VaultBoot: Attestation as a Service
In the highest level of security profile (CRITICAL), the Vault 111 hardware node enables multi-trust anchors through the chip security features. The Next-Gen firmware architecture deal with hardware initialization and execution payload separately. Vaultboot is based on heads. It’s developed and maintained by HardenedVault. HardenedVault upstreamed a several features as well. Vaultboot is a firmware security payload highly focus on trusted computing and advanced defense, e.g: Verified boot (also known as Secure Boot) and measured boot, TPMv2 based FDE (Full-disk encryption), local/remote attestation, built-in DH key exchange against physical attack such as TPM Genie.
Why not contribute to the “upstream”
Heads is an open source project initiated by Trammel Hudson in the early years (2016) with the goal of replacing the bloated UEFI DXE drviers with Linux payload. But Mr.Hudson did not participate much in the work of heads since 2017.
In 2017, heads changed their original goal, that is, the heads existed as the payload of coreboot, and we don’t quite understand why heads tested coreboot and payload as a whole, which is a time-consuming work even for a regular regressional test, which may be one of the reasons why heads seem to be more “active” although most of commits aren’t features-related.
The prototype of VaultBoot’s development began in 2019, when HardenedLinux used SMI handler (via SMM) for lock reg on chipset, and later VaultBoot continued to develop many features including TPM2 support, TPM-based FDE, and params encryption due to the need for advanced threat protection nodes. The philosophy of heads and vaultboot is different, heads see themselves as a complete solution (don’t remember when they deleted the option which allows you to choose build heads as a complete firmware or only build it as a Linux payload for coreboot), while VaultBoot continues to stick with KISS principles and exists only as a Linux payload (which can work with coreboot but also UEFI and even legacy BIOS, with necessary adaptions). On the other hand, heads targets individual users, and VaultBoot’s main goal is to reduce the deployment cost of advanced threat protection technology so that more SMEs and NGOs can use it.
|TPM-based FDE (Full-disk encryption)||YES||YES|
How to build VaultBoot
Please check the HowtoBuild document.
What’s the typical attestation look like?
Example of remote attestation with FDE (full-disk encryption)
Step 1: node extracts the public part of EK, sends it to the admin of atestation server.
Step 2: admin genrates enrollment data for the ek (containing symmetric key encrypted against the EK) and deploy them to the attestation server, enabling trial attestation for this EK (ignore PCR value).
Step 3: node generates one-time AK and AK-signed quote, sends quote to attestation server.
Step 4: During trial attestation, server verifies quote is AK-signed and AK is enrolled, sends encrypted enrollment data against EK to node.
Step 5: node decrypts encrypted enrollment data and further obtains symmetric key，set up FDE with symmetric key combined with local key.

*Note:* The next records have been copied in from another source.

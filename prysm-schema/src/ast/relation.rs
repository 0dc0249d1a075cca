//! Relation definitions for the Prysm schema AST.

use serde::{Deserialize, Serialize};
use smol_str::SmolStr;

/// The cardinality of a relation, seen from the owning model.
#[derive(Debug, Clone, Copy, PartialEq, Eq, Hash, Serialize, Deserialize)]
pub enum RelationKind {
    /// One-to-many relation.
    OneToMany,
    /// Many-to-one relation (inverse of one-to-many).
    ManyToOne,
    /// Many-to-many relation.
    ManyToMany,
    /// One-to-one relation.
    OneToOne,
}

impl std::fmt::Display for RelationKind {
    fn fmt(&self, f: &mut std::fmt::Formatter<'_>) -> std::fmt::Result {
        match self {
            Self::OneToOne => write!(f, "1:1"),
            Self::OneToMany => write!(f, "1:n"),
            Self::ManyToOne => write!(f, "n:1"),
            Self::ManyToMany => write!(f, "m:n"),
        }
    }
}

/// A named association from the owning model to another model.
#[derive(Debug, Clone, PartialEq, Eq, Serialize, Deserialize)]
pub struct Relation {
    /// Relation name, used as the field name on the owning model.
    pub name: SmolStr,
    /// Relation cardinality.
    pub kind: RelationKind,
    /// Name of the target model. It need not be declared yet.
    pub related_model: SmolStr,
    /// Name of the relation on the other side. Informational only.
    #[serde(default)]
    pub inverse_relation: Option<SmolStr>,
    /// Explicit foreign-key field on the owning model.
    ///
    /// When unset, the backing field is inferred from the relation name.
    #[serde(default)]
    pub backing_field: Option<SmolStr>,
}

impl Relation {
    /// Create a new relation.
    pub fn new(
        name: impl Into<SmolStr>,
        kind: RelationKind,
        related_model: impl Into<SmolStr>,
    ) -> Self {
        Self {
            name: name.into(),
            kind,
            related_model: related_model.into(),
            inverse_relation: None,
            backing_field: None,
        }
    }

    /// Get the relation name as a string.
    pub fn name(&self) -> &str {
        self.name.as_str()
    }

    /// Set the inverse relation name.
    pub fn with_inverse(mut self, inverse: impl Into<SmolStr>) -> Self {
        self.inverse_relation = Some(inverse.into());
        self
    }

    /// Set the backing foreign-key field explicitly.
    pub fn with_backing_field(mut self, field: impl Into<SmolStr>) -> Self {
        self.backing_field = Some(field.into());
        self
    }

    /// The lowercase needle used to infer the backing field: `<name>id`.
    pub fn inferred_backing_needle(&self) -> String {
        let mut needle = self.name.to_lowercase();
        needle.push_str("id");
        needle
    }
}

/// Orders two model names by UTF-16 code units, as JavaScript string
/// comparison does. This differs from `str`'s byte order only when one name
/// has a supplementary-plane character and the other a character in
/// U+E000..=U+FFFF.
fn sorted_pair<'a>(a: &'a str, b: &'a str) -> (&'a str, &'a str) {
    if a.encode_utf16().cmp(b.encode_utf16()).is_le() {
        (a, b)
    } else {
        (b, a)
    }
}

/// Relation-table name for a many-to-many pair: `<first>To<second>`.
pub fn many_to_many_name(model_a: &str, model_b: &str) -> String {
    let (first, second) = sorted_pair(model_a, model_b);
    format!("{}To{}", first, second)
}

/// Relation name for a one-to-one pair: `RelationBetween<first>And<second>`.
pub fn one_to_one_name(model_a: &str, model_b: &str) -> String {
    let (first, second) = sorted_pair(model_a, model_b);
    format!("RelationBetween{}And{}", first, second)
}
//! Error types for schema building, validation, and persistence.

// These warnings are false positives - the fields are used by derive macros
#![allow(unused_assignments)]

use miette::Diagnostic;
use thiserror::Error;

/// Result type for schema operations.
pub type SchemaResult<T> = Result<T, SchemaError>;

/// Errors that can occur while building, validating, or saving a schema.
#[derive(Error, Debug, Diagnostic)]
pub enum SchemaError {
    /// A field referenced by name does not exist on the model.
    #[error("field `{field}` not found in model `{model}`")]
    #[diagnostic(code(prysm::schema::field_not_found))]
    FieldNotFound { model: String, field: String },

    /// Error reading or writing a file.
    #[error("failed to access file: {path}")]
    #[diagnostic(code(prysm::schema::io_error))]
    IoError {
        path: String,
        #[source]
        source: std::io::Error,
    },

    /// Tenant id that cannot be used as a document key.
    #[error("invalid tenant id `{tenant}`")]
    #[diagnostic(
        code(prysm::schema::invalid_tenant),
        help("tenant ids must be non-empty and must not contain path separators or `..`")
    )]
    InvalidTenant { tenant: String },

    /// Duplicate definition.
    #[error("duplicate {kind} `{name}`")]
    #[diagnostic(code(prysm::schema::duplicate))]
    Duplicate { kind: String, name: String },

    /// More than one field marked as primary key.
    #[error("model `{model}` declares more than one `@id` field")]
    #[diagnostic(code(prysm::schema::multiple_primary_keys))]
    MultiplePrimaryKeys { model: String },

    /// Relation pointing at a model that was never declared.
    #[error("relation `{model}.{relation}` targets unknown model `{target}`")]
    #[diagnostic(code(prysm::schema::unknown_relation_target))]
    UnknownRelationTarget {
        model: String,
        relation: String,
        target: String,
    },

    /// Relation whose foreign-key field cannot be resolved.
    #[error("relation `{model}.{relation}` has no backing foreign-key field")]
    #[diagnostic(
        code(prysm::schema::missing_backing_field),
        help("declare a field named like `<relation>Id` or set the backing field explicitly")
    )]
    MissingBackingField { model: String, relation: String },

    /// Configuration error.
    #[error("configuration error: {message}")]
    #[diagnostic(code(prysm::schema::config_error))]
    ConfigError { message: String },

    /// TOML parsing error.
    #[error("failed to parse TOML")]
    #[diagnostic(code(prysm::schema::toml_error))]
    TomlError {
        #[source]
        source: toml::de::Error,
    },

    /// Validation error with multiple issues.
    #[error("schema validation failed with {count} error(s)")]
    #[diagnostic(code(prysm::schema::validation_failed))]
    ValidationFailed {
        count: usize,
        #[related]
        errors: Vec<SchemaError>,
    },
}

impl SchemaError {
    /// Create a field-not-found error.
    pub fn field_not_found(model: impl Into<String>, field: impl Into<String>) -> Self {
        Self::FieldNotFound {
            model: model.into(),
            field: field.into(),
        }
    }

    /// Create a duplicate definition error.
    pub fn duplicate(kind: impl Into<String>, name: impl Into<String>) -> Self {
        Self::Duplicate {
            kind: kind.into(),
            name: name.into(),
        }
    }

    /// Create an I/O error for a path.
    pub fn io(path: impl Into<String>, source: std::io::Error) -> Self {
        Self::IoError {
            path: path.into(),
            source,
        }
    }
}
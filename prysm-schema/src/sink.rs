//! Document sinks persisting rendered schemas per tenant.

use std::path::{Path, PathBuf};

use indexmap::IndexMap;
use parking_lot::Mutex;
use tracing::debug;

use crate::config::OutputConfig;
use crate::error::{SchemaError, SchemaResult};

/// Default directory rendered documents are written to.
pub const DEFAULT_OUTPUT_DIR: &str = "./prisma";

/// Default extension of rendered documents.
pub const DEFAULT_EXTENSION: &str = "prisma";

/// Destination for rendered schema documents, keyed by tenant id.
pub trait DocumentSink {
    /// Persist `text` for `tenant_id`, returning where it was stored.
    fn write_document(&self, tenant_id: &str, text: &str) -> SchemaResult<PathBuf>;
}

/// Reject tenant ids that could escape the sink's namespace.
pub fn validate_tenant_id(tenant_id: &str) -> SchemaResult<()> {
    let invalid = tenant_id.is_empty()
        || tenant_id == "."
        || tenant_id.contains("..")
        || tenant_id.contains(['/', '\\', '\0']);

    if invalid {
        return Err(SchemaError::InvalidTenant {
            tenant: tenant_id.to_string(),
        });
    }
    Ok(())
}

/// Writes each document to `<root>/<tenant_id>.<extension>`.
#[derive(Debug, Clone, PartialEq, Eq)]
pub struct FileSink {
    root: PathBuf,
    extension: String,
}

impl Default for FileSink {
    fn default() -> Self {
        Self::new(DEFAULT_OUTPUT_DIR)
    }
}

impl FileSink {
    /// Create a sink writing `.prisma` files under `root`.
    pub fn new(root: impl Into<PathBuf>) -> Self {
        Self {
            root: root.into(),
            extension: DEFAULT_EXTENSION.to_string(),
        }
    }

    /// Create a sink from the `[output]` configuration section.
    pub fn from_config(config: &OutputConfig) -> Self {
        Self::new(&config.directory).with_extension(&config.extension)
    }

    /// Set the file extension (without the leading dot).
    pub fn with_extension(mut self, extension: impl Into<String>) -> Self {
        self.extension = extension.into().trim_start_matches('.').to_string();
        self
    }

    /// Directory documents are written to.
    pub fn root(&self) -> &Path {
        &self.root
    }

    /// File extension of written documents.
    pub fn extension(&self) -> &str {
        &self.extension
    }

    /// Path the document for `tenant_id` is written to.
    pub fn path_for(&self, tenant_id: &str) -> SchemaResult<PathBuf> {
        validate_tenant_id(tenant_id)?;
        let file_name = if self.extension.is_empty() {
            tenant_id.to_string()
        } else {
            format!("{}.{}", tenant_id, self.extension)
        };
        Ok(self.root.join(file_name))
    }
}

impl DocumentSink for FileSink {
    fn write_document(&self, tenant_id: &str, text: &str) -> SchemaResult<PathBuf> {
        let path = self.path_for(tenant_id)?;

        std::fs::create_dir_all(&self.root)
            .map_err(|e| SchemaError::io(self.root.display().to_string(), e))?;
        std::fs::write(&path, text).map_err(|e| SchemaError::io(path.display().to_string(), e))?;

        debug!(path = %path.display(), bytes = text.len(), "wrote schema document");
        Ok(path)
    }
}

/// Keeps documents in memory. Locations are the bare tenant ids.
#[derive(Debug, Default)]
pub struct MemorySink {
    documents: Mutex<IndexMap<String, String>>,
}

impl MemorySink {
    /// Create an empty sink.
    pub fn new() -> Self {
        Self::default()
    }

    /// Get the last document written for `tenant_id`.
    pub fn get(&self, tenant_id: &str) -> Option<String> {
        self.documents.lock().get(tenant_id).cloned()
    }

    /// Tenant ids with a stored document, in first-write order.
    pub fn tenants(&self) -> Vec<String> {
        self.documents.lock().keys().cloned().collect()
    }

    /// Number of stored documents.
    pub fn len(&self) -> usize {
        self.documents.lock().len()
    }

    /// Check if no document was written.
    pub fn is_empty(&self) -> bool {
        self.documents.lock().is_empty()
    }
}

impl DocumentSink for MemorySink {
    fn write_document(&self, tenant_id: &str, text: &str) -> SchemaResult<PathBuf> {
        validate_tenant_id(tenant_id)?;
        self.documents
            .lock()
            .insert(tenant_id.to_string(), text.to_string());
        Ok(PathBuf::from(tenant_id))
    }
}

Step 6: node confirms bootable under trial attestation, ask admin of attestation server to enable formal attestation for their EK (trust first received PCR value after enabling).
Step 7: node boot under formal attestation.
VaultBoot plays the crucial role for SaaS provided by HardenedVault. We will continue to support the open source cause to benefit both community and our clients.